- The problem: In the data below, find every line with the word "SchedulingGroupEngine" and copy it out.

- Data for review:
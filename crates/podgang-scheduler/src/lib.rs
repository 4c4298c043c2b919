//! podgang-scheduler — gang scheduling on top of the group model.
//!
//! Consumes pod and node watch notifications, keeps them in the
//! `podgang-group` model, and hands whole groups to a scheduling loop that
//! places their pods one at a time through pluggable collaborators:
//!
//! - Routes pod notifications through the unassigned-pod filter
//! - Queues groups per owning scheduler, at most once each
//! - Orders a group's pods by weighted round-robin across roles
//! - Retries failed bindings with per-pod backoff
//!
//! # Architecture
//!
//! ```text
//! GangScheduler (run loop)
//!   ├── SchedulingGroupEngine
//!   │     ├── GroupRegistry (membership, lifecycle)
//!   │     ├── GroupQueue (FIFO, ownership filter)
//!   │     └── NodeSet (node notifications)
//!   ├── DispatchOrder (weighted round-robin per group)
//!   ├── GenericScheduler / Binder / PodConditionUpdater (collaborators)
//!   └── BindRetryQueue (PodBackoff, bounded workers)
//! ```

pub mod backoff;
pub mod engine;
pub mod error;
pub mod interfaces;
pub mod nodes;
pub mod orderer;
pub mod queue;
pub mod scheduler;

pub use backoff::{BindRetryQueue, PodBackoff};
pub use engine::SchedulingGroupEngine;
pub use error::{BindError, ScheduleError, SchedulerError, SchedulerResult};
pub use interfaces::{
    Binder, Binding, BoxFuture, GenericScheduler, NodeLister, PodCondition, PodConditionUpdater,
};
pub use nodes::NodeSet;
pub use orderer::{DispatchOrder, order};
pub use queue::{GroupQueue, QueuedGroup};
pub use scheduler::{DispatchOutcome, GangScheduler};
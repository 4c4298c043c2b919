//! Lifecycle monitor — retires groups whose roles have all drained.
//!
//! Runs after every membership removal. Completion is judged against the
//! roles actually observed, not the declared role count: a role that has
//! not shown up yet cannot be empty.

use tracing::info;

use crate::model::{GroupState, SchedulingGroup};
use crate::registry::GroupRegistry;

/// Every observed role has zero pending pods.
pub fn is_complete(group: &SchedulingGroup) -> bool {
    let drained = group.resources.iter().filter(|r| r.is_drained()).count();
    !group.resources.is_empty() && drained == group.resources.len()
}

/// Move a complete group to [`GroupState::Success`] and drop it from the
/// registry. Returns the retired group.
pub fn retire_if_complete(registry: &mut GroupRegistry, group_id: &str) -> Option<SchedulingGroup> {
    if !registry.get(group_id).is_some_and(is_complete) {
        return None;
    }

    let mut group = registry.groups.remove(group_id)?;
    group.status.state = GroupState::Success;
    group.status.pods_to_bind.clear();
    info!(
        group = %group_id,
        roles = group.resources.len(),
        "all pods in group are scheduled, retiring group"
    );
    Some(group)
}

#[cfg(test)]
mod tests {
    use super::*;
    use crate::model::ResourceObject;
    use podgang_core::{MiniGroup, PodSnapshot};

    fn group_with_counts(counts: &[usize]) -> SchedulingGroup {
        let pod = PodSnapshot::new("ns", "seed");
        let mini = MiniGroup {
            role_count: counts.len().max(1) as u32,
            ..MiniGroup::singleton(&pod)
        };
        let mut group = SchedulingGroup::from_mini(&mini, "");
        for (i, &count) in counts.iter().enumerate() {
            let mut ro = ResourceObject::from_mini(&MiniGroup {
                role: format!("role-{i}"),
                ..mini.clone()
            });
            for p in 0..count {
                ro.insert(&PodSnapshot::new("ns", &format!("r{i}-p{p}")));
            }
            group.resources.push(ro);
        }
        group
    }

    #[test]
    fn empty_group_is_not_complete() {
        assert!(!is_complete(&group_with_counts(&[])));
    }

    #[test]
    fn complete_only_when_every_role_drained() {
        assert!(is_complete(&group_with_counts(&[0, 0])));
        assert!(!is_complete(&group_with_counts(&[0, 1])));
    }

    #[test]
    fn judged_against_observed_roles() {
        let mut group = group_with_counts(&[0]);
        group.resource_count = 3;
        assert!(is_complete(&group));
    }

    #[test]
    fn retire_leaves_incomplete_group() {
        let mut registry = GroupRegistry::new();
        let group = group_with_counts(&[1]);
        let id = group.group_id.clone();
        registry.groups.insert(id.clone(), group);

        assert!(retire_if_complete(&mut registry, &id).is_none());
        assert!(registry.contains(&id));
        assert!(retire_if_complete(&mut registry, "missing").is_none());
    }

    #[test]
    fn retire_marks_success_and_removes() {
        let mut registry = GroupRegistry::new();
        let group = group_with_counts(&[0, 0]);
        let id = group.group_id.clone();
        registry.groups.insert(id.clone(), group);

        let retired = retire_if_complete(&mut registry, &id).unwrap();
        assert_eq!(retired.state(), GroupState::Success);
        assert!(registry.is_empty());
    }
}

* * *

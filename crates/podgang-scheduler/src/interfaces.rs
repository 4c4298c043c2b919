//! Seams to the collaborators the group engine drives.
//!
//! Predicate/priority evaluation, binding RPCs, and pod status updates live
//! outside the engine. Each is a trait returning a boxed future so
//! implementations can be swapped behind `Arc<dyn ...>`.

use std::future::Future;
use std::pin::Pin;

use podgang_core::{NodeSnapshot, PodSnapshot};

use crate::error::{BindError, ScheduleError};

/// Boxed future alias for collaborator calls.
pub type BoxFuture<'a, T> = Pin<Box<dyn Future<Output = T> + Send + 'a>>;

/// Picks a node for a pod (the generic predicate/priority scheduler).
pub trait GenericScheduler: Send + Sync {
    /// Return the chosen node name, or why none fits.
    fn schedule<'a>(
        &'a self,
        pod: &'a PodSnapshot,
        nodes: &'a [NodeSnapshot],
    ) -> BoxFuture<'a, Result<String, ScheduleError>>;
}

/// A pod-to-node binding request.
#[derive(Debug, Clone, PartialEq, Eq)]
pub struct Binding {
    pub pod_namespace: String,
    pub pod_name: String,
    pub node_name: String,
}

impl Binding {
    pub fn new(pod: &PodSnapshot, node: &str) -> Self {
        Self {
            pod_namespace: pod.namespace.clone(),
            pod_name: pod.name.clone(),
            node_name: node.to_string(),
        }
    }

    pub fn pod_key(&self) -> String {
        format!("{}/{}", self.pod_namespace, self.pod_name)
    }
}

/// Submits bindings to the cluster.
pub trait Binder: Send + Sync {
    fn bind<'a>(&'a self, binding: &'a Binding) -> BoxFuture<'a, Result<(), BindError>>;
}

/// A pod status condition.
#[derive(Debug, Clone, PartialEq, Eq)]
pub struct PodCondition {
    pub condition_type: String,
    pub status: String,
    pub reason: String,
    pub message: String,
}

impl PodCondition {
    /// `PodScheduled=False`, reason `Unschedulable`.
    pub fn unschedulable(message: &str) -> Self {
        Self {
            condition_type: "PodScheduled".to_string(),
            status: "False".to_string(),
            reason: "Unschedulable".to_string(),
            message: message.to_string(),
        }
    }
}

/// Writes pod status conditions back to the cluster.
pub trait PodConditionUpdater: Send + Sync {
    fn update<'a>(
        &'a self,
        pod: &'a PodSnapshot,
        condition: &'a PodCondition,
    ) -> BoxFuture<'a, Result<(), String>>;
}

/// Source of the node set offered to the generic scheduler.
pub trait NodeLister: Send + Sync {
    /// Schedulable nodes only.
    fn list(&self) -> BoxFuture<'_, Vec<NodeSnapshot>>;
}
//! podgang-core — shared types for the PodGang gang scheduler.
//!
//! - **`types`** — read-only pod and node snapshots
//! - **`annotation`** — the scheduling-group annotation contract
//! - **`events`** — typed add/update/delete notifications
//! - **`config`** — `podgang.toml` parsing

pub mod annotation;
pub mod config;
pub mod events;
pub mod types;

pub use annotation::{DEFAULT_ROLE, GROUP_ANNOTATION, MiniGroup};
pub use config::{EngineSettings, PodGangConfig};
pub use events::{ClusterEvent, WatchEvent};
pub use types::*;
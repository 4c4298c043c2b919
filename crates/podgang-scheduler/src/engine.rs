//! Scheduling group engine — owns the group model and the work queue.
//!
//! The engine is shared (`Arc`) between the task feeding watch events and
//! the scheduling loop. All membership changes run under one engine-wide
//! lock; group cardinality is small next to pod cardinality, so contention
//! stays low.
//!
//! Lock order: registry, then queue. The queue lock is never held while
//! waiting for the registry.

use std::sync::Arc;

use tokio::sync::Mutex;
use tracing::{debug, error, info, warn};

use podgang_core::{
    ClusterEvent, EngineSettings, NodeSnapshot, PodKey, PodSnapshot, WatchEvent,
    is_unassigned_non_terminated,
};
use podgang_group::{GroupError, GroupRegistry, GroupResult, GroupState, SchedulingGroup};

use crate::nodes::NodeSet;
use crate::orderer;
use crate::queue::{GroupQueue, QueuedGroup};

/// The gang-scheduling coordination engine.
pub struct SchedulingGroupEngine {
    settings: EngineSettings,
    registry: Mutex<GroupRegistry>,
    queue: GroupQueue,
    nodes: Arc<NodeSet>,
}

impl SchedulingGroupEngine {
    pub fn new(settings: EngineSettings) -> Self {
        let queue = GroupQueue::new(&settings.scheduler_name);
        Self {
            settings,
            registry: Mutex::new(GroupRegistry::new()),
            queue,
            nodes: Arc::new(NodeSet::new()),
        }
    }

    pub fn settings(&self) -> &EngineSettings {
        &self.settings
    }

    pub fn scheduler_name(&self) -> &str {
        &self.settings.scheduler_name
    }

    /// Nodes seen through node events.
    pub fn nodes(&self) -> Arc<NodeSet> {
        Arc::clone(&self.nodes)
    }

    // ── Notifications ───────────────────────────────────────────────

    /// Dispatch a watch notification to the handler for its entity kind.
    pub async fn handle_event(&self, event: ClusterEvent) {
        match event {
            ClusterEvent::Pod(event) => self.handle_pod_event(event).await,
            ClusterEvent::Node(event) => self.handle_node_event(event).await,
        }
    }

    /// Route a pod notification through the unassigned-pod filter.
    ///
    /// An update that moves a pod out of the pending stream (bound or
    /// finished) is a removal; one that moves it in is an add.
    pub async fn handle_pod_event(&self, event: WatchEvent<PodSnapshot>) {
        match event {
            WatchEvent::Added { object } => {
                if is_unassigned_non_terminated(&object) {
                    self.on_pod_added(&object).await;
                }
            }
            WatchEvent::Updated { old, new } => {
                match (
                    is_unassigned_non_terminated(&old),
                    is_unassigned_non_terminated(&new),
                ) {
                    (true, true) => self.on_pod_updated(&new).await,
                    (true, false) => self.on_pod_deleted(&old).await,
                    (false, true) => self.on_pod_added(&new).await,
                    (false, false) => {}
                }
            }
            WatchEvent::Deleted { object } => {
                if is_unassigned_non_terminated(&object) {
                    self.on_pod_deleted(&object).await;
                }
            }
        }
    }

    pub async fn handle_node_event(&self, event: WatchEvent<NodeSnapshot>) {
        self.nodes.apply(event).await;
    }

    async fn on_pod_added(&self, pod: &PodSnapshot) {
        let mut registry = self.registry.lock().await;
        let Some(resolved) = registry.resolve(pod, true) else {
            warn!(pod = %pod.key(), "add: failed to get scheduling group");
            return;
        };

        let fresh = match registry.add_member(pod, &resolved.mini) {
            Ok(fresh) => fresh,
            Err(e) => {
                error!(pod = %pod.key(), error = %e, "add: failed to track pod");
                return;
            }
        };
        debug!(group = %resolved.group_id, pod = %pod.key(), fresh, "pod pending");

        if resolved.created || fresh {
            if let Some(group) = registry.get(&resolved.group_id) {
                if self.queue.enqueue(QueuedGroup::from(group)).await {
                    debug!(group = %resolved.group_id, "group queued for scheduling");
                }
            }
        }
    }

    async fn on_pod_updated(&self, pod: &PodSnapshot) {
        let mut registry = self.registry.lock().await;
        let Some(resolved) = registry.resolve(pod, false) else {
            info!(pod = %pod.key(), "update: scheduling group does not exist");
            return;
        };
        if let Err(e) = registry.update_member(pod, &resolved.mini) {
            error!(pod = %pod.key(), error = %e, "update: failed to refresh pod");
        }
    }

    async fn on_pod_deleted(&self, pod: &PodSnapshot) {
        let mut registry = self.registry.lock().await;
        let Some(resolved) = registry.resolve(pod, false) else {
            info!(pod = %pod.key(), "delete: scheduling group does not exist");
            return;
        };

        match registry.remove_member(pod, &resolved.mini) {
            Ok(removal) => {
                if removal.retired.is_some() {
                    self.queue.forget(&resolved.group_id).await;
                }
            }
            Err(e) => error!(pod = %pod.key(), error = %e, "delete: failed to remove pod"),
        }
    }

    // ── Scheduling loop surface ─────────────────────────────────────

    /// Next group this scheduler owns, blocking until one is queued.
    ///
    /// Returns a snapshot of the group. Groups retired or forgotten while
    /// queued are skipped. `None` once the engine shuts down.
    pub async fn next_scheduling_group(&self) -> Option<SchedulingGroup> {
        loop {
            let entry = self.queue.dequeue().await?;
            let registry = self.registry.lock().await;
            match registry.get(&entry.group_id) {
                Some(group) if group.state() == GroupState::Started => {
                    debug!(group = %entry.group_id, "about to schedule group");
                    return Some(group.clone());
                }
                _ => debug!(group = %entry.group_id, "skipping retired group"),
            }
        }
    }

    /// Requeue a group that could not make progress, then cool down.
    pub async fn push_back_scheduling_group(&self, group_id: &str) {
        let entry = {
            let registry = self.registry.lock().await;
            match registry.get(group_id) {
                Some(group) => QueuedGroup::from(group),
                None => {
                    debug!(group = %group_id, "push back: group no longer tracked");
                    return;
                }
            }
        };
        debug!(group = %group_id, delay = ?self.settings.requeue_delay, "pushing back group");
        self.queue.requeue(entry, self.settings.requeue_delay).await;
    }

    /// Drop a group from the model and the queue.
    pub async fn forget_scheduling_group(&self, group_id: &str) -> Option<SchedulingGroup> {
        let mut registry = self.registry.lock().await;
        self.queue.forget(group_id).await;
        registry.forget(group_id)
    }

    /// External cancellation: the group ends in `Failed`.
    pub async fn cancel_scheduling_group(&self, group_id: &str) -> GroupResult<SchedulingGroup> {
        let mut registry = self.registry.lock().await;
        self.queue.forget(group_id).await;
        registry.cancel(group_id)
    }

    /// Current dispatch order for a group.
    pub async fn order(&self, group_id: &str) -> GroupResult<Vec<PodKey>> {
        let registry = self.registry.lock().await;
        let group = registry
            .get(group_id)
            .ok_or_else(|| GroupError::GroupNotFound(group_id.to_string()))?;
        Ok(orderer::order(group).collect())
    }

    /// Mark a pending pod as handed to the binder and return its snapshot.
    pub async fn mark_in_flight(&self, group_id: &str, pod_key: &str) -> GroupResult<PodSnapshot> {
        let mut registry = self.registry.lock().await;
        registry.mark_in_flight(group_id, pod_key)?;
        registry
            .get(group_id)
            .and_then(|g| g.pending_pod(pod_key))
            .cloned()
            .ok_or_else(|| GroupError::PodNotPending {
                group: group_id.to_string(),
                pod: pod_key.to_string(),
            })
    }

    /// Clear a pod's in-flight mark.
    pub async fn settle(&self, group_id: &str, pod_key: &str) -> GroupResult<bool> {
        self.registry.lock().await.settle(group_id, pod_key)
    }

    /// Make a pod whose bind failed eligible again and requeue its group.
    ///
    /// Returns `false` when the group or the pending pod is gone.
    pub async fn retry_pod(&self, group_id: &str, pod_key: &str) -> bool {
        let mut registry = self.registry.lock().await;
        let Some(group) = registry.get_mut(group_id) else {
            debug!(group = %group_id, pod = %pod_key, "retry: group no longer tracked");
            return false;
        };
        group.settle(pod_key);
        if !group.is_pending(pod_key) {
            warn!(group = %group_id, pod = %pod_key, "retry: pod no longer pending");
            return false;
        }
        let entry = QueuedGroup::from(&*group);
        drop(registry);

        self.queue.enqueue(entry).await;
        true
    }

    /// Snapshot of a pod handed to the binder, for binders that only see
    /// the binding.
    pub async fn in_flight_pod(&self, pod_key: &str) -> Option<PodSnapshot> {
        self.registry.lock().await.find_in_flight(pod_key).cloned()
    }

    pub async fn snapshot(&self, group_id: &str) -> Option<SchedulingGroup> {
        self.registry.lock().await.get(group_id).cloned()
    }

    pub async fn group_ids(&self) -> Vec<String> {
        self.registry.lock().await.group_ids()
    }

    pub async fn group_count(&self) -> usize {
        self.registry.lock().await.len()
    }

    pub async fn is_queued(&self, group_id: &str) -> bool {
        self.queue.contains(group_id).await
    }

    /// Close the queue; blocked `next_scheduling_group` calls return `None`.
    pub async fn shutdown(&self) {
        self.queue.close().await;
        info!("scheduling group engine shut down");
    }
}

==

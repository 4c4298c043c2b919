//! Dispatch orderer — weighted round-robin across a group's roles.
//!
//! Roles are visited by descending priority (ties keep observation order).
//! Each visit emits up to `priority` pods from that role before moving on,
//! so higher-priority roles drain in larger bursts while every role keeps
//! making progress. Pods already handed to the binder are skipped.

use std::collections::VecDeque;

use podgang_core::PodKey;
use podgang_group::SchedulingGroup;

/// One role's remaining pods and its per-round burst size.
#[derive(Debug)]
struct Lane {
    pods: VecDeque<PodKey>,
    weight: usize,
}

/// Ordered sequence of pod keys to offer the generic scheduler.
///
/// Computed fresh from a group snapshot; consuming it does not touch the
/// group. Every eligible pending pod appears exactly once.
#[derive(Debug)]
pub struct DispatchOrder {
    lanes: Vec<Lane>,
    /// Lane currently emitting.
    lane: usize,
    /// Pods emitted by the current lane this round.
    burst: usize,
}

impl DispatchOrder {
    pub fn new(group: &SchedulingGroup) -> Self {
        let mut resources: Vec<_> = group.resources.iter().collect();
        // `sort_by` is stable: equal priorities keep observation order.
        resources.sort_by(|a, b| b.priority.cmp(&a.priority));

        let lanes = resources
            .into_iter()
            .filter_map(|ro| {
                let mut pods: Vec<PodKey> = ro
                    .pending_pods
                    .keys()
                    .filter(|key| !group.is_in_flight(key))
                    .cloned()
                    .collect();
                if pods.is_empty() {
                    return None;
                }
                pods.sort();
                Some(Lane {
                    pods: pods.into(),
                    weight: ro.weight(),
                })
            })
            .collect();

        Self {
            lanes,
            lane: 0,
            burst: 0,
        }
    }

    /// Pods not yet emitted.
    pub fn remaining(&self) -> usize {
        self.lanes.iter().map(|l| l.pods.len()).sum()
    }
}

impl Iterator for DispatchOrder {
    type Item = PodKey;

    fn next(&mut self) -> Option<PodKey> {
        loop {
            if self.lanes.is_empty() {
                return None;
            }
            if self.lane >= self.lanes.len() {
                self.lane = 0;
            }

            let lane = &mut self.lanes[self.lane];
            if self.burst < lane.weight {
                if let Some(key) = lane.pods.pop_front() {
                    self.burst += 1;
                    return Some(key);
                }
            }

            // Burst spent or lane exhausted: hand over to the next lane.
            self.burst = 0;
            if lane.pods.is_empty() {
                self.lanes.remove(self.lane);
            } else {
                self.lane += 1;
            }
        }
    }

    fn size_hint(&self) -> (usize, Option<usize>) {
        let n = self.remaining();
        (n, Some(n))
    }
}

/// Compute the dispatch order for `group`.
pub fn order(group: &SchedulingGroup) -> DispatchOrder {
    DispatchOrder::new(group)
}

- Result:
//!   ├── SchedulingGroupEngine
pub use engine::SchedulingGroupEngine;
pub struct SchedulingGroupEngine {
impl SchedulingGroupEngine {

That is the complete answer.